Description of the task
Filter the entries below, keeping every line that has the word "assigned".

Data for the task
>>>

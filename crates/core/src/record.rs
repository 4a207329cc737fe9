//! Invocation sequence records
//!
//! An [`InvocationSequence`] is one measured method invocation together with
//! the invocations it made, nested by ownership. A record tree is acyclic by
//! construction.
//!
//! ## Shared children
//!
//! The child list sits behind an `Arc`, so cloning a record copies one node
//! and shares the subtree. Clone, equality and drop never recurse per level;
//! call-tree depth is workload-controlled.
//!
//! ## Indexed vs. non-indexed fields
//!
//! The trace buffer keys secondary indices on `platform_id`, `method_id`,
//! `trace_id`, `business_transaction_id`, `application_id` and `timestamp`.
//! Those never change after insertion. Late-arriving data (span linkage,
//! timer payloads) is attached through [`NonIndexedFields`], the only view
//! the buffer hands out for in-place updates.

use crate::types::{
    ApplicationId, BusinessTransactionId, InvocationId, MethodId, PlatformId, SensorTypeId,
    SpanIdent, Timestamp, TraceId,
};
use serde::{Deserialize, Serialize};
use std::fmt;
use std::sync::Arc;

/// Timing payload attached to an invocation
///
/// Exactly one payload kind per invocation; an invocation without any
/// sensor data carries `None` in [`InvocationSequence::timer_data`].
#[derive(Debug, Clone, PartialEq, Serialize, Deserialize)]
pub enum TimerData {
    /// Plain method timer
    Timer {
        /// Wall-clock duration in milliseconds
        duration: f64,
        /// CPU duration in milliseconds (if measured)
        cpu_duration: Option<f64>,
    },
    /// HTTP request timer
    Http {
        /// Wall-clock duration in milliseconds
        duration: f64,
        /// Response status code (if captured)
        status_code: Option<u16>,
        /// Request URL (if captured)
        url: Option<String>,
        /// Value of the use-case tagging header (if present)
        tagging_header: Option<String>,
        /// HTTP request method (e.g. "GET")
        request_method: Option<String>,
    },
    /// SQL statement execution
    Sql {
        /// Execution duration in milliseconds
        duration: f64,
        /// Statement text
        statement: String,
        /// Whether this was a prepared statement
        prepared: bool,
    },
    /// Exception marker
    Exception {
        /// Fully-qualified exception type
        class_name: String,
        /// Exception message (if any)
        message: Option<String>,
        /// Lifecycle event that produced the marker (e.g. "CREATED", "PASSED")
        event: String,
    },
}

impl TimerData {
    /// Duration carried by the payload, if it has one
    pub fn duration(&self) -> Option<f64> {
        match self {
            TimerData::Timer { duration, .. }
            | TimerData::Http { duration, .. }
            | TimerData::Sql { duration, .. } => Some(*duration),
            TimerData::Exception { .. } => None,
        }
    }

    /// Stable name of the payload kind
    pub fn kind(&self) -> &'static str {
        match self {
            TimerData::Timer { .. } => "timer",
            TimerData::Http { .. } => "http",
            TimerData::Sql { .. } => "sql",
            TimerData::Exception { .. } => "exception",
        }
    }
}

/// One node of a recorded call tree
#[derive(Clone, Serialize, Deserialize)]
pub struct InvocationSequence {
    /// Buffer-assigned id (0 until inserted)
    pub id: InvocationId,
    /// Platform (agent) that produced the record
    pub platform_id: PlatformId,
    /// Instrumented method
    pub method_id: MethodId,
    /// Sensor type that measured the invocation
    pub sensor_type_id: SensorTypeId,
    /// Start time of the invocation
    pub timestamp: Timestamp,
    /// Self duration in milliseconds
    pub duration: f64,
    /// Total number of nested invocations below this node
    pub child_count: u64,
    /// Direct children in call order, shared between clones
    pub nested_sequences: Arc<Vec<InvocationSequence>>,
    /// Optional timing payload
    pub timer_data: Option<TimerData>,
    /// Application the invocation was mapped to (0 = unknown)
    pub application_id: ApplicationId,
    /// Business transaction the invocation was mapped to (0 = unknown)
    pub business_transaction_id: BusinessTransactionId,
    /// Trace correlation key
    pub trace_id: TraceId,
    /// Span linkage for cross-platform traces
    pub span_ident: Option<SpanIdent>,
}

impl InvocationSequence {
    /// Create a leaf record with no payload and no children
    pub fn new(
        platform_id: PlatformId,
        method_id: MethodId,
        sensor_type_id: SensorTypeId,
        timestamp: Timestamp,
    ) -> Self {
        Self {
            id: 0,
            platform_id,
            method_id,
            sensor_type_id,
            timestamp,
            duration: 0.0,
            child_count: 0,
            nested_sequences: Arc::default(),
            timer_data: None,
            application_id: 0,
            business_transaction_id: 0,
            trace_id: 0,
            span_ident: None,
        }
    }

    /// Set the self duration
    pub fn with_duration(mut self, duration: f64) -> Self {
        self.duration = duration;
        self
    }

    /// Set the timing payload
    pub fn with_timer_data(mut self, timer_data: TimerData) -> Self {
        self.timer_data = Some(timer_data);
        self
    }

    /// Set the trace correlation key
    pub fn with_trace_id(mut self, trace_id: TraceId) -> Self {
        self.trace_id = trace_id;
        self
    }

    /// Set the span linkage (also sets the trace id from the span)
    pub fn with_span(mut self, span: SpanIdent) -> Self {
        self.trace_id = span.trace_id;
        self.span_ident = Some(span);
        self
    }

    /// Set application and business transaction
    pub fn with_business_context(
        mut self,
        application_id: ApplicationId,
        business_transaction_id: BusinessTransactionId,
    ) -> Self {
        self.application_id = application_id;
        self.business_transaction_id = business_transaction_id;
        self
    }

    /// Append a direct child, keeping `child_count` in sync
    pub fn with_child(mut self, child: InvocationSequence) -> Self {
        self.child_count += 1 + child.child_count;
        Arc::make_mut(&mut self.nested_sequences).push(child);
        self
    }

    /// Duration to display: the payload duration if present, else self duration
    ///
    /// Both are measured separately by the agent and may differ.
    pub fn effective_duration(&self) -> f64 {
        self.timer_data
            .as_ref()
            .and_then(TimerData::duration)
            .unwrap_or(self.duration)
    }

    /// Whether any timing payload is attached
    pub fn has_timer_data(&self) -> bool {
        self.timer_data.is_some()
    }

    /// Whether the payload is an HTTP timer
    pub fn has_http_timer_data(&self) -> bool {
        matches!(self.timer_data, Some(TimerData::Http { .. }))
    }

    /// Whether the payload is a SQL statement
    pub fn has_sql_statement(&self) -> bool {
        matches!(self.timer_data, Some(TimerData::Sql { .. }))
    }

    /// Whether the payload is an exception marker
    pub fn has_exception_data(&self) -> bool {
        matches!(self.timer_data, Some(TimerData::Exception { .. }))
    }

    /// HTTP response status, if this is an HTTP invocation with a status
    pub fn response_status(&self) -> Option<u16> {
        match &self.timer_data {
            Some(TimerData::Http { status_code, .. }) => *status_code,
            _ => None,
        }
    }

    /// HTTP request URL, if captured
    pub fn url(&self) -> Option<&str> {
        match &self.timer_data {
            Some(TimerData::Http { url, .. }) => url.as_deref(),
            _ => None,
        }
    }

    /// Use case taken from the tagging header, if present
    pub fn use_case(&self) -> Option<&str> {
        match &self.timer_data {
            Some(TimerData::Http { tagging_header, .. }) => tagging_header.as_deref(),
            _ => None,
        }
    }

    /// Whether this node or any descendant carries a SQL statement
    pub fn has_nested_sql_statements(&self) -> bool {
        self.any_in_subtree(InvocationSequence::has_sql_statement)
    }

    /// Whether this node or any descendant carries an exception marker
    pub fn has_nested_exceptions(&self) -> bool {
        self.any_in_subtree(InvocationSequence::has_exception_data)
    }

    /// Depth-first preorder iterator over this node and all descendants
    ///
    /// Uses an explicit stack; call-tree depth is workload-controlled.
    pub fn iter_preorder(&self) -> PreorderIter<'_> {
        PreorderIter { stack: vec![self] }
    }

    fn any_in_subtree(&self, predicate: impl Fn(&InvocationSequence) -> bool) -> bool {
        self.iter_preorder().any(predicate)
    }

    /// Copy of this node without its children
    pub fn detached(&self) -> InvocationSequence {
        InvocationSequence {
            nested_sequences: Arc::default(),
            timer_data: self.timer_data.clone(),
            ..*self
        }
    }

    fn same_node(&self, other: &InvocationSequence) -> bool {
        self.id == other.id
            && self.platform_id == other.platform_id
            && self.method_id == other.method_id
            && self.sensor_type_id == other.sensor_type_id
            && self.timestamp == other.timestamp
            && self.duration == other.duration
            && self.child_count == other.child_count
            && self.timer_data == other.timer_data
            && self.application_id == other.application_id
            && self.business_transaction_id == other.business_transaction_id
            && self.trace_id == other.trace_id
            && self.span_ident == other.span_ident
            && self.nested_sequences.len() == other.nested_sequences.len()
    }

    /// Mutable view of the fields that may change after insertion
    pub fn non_indexed_fields(&mut self) -> NonIndexedFields<'_> {
        NonIndexedFields {
            span_ident: &mut self.span_ident,
            timer_data: &mut self.timer_data,
        }
    }
}

impl PartialEq for InvocationSequence {
    fn eq(&self, other: &Self) -> bool {
        let mut stack = vec![(self, other)];
        while let Some((a, b)) = stack.pop() {
            if !a.same_node(b) {
                return false;
            }
            if !Arc::ptr_eq(&a.nested_sequences, &b.nested_sequences) {
                stack.extend(a.nested_sequences.iter().zip(b.nested_sequences.iter()));
            }
        }
        true
    }
}

impl Drop for InvocationSequence {
    fn drop(&mut self) {
        // Shared child lists are released by their last holder
        let mut stack = match Arc::get_mut(&mut self.nested_sequences) {
            Some(children) if !children.is_empty() => std::mem::take(children),
            _ => return,
        };
        while let Some(mut node) = stack.pop() {
            if let Some(children) = Arc::get_mut(&mut node.nested_sequences) {
                stack.append(children);
            }
        }
    }
}

impl fmt::Debug for InvocationSequence {
    fn fmt(&self, f: &mut fmt::Formatter<'_>) -> fmt::Result {
        f.debug_struct("InvocationSequence")
            .field("id", &self.id)
            .field("platform_id", &self.platform_id)
            .field("method_id", &self.method_id)
            .field("sensor_type_id", &self.sensor_type_id)
            .field("timestamp", &self.timestamp)
            .field("duration", &self.duration)
            .field("child_count", &self.child_count)
            .field("direct_children", &self.nested_sequences.len())
            .field("timer_data", &self.timer_data)
            .field("application_id", &self.application_id)
            .field("business_transaction_id", &self.business_transaction_id)
            .field("trace_id", &self.trace_id)
            .field("span_ident", &self.span_ident)
            .finish()
    }
}

/// Preorder iterator returned by [`InvocationSequence::iter_preorder`]
#[derive(Debug)]
pub struct PreorderIter<'a> {
    stack: Vec<&'a InvocationSequence>,
}

impl<'a> Iterator for PreorderIter<'a> {
    type Item = &'a InvocationSequence;

    fn next(&mut self) -> Option<Self::Item> {
        let node = self.stack.pop()?;
        // Reverse push keeps original child order on pop
        self.stack.extend(node.nested_sequences.iter().rev());
        Some(node)
    }
}

/// Mutable access to the non-indexed fields of a stored record
///
/// Handed to in-place update closures. Indexed attributes (platform, method,
/// trace, business context, timestamp, id) are not reachable through it.
#[derive(Debug)]
pub struct NonIndexedFields<'a> {
    /// Span linkage attached after the fact
    pub span_ident: &'a mut Option<SpanIdent>,
    /// Timing payload attached after the fact
    pub timer_data: &'a mut Option<TimerData>,
}

/// Overview row: a record without its children
///
/// Carries the derived nested-data flags so that listing views do not need
/// the subtree.
#[derive(Debug, Clone, PartialEq, Serialize, Deserialize)]
pub struct InvocationSummary {
    /// Buffer-assigned id
    pub id: InvocationId,
    /// Platform (agent) that produced the record
    pub platform_id: PlatformId,
    /// Instrumented method
    pub method_id: MethodId,
    /// Sensor type that measured the invocation
    pub sensor_type_id: SensorTypeId,
    /// Start time of the invocation
    pub timestamp: Timestamp,
    /// Self duration in milliseconds
    pub duration: f64,
    /// Total number of nested invocations
    pub child_count: u64,
    /// Optional timing payload of the root node
    pub timer_data: Option<TimerData>,
    /// Application id (0 = unknown)
    pub application_id: ApplicationId,
    /// Business transaction id (0 = unknown)
    pub business_transaction_id: BusinessTransactionId,
    /// Trace correlation key
    pub trace_id: TraceId,
    /// Span linkage
    pub span_ident: Option<SpanIdent>,
    /// Whether the subtree contains SQL statements
    pub has_nested_sql: bool,
    /// Whether the subtree contains exceptions
    pub has_nested_exceptions: bool,
}

impl From<&InvocationSequence> for InvocationSummary {
    fn from(record: &InvocationSequence) -> Self {
        Self {
            id: record.id,
            platform_id: record.platform_id,
            method_id: record.method_id,
            sensor_type_id: record.sensor_type_id,
            timestamp: record.timestamp,
            duration: record.duration,
            child_count: record.child_count,
            timer_data: record.timer_data.clone(),
            application_id: record.application_id,
            business_transaction_id: record.business_transaction_id,
            trace_id: record.trace_id,
            span_ident: record.span_ident,
            has_nested_sql: record.has_nested_sql_statements(),
            has_nested_exceptions: record.has_nested_exceptions(),
        }
    }
}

<<<

Response area
    /// Buffer-assigned id (0 until inserted)
    /// Buffer-assigned id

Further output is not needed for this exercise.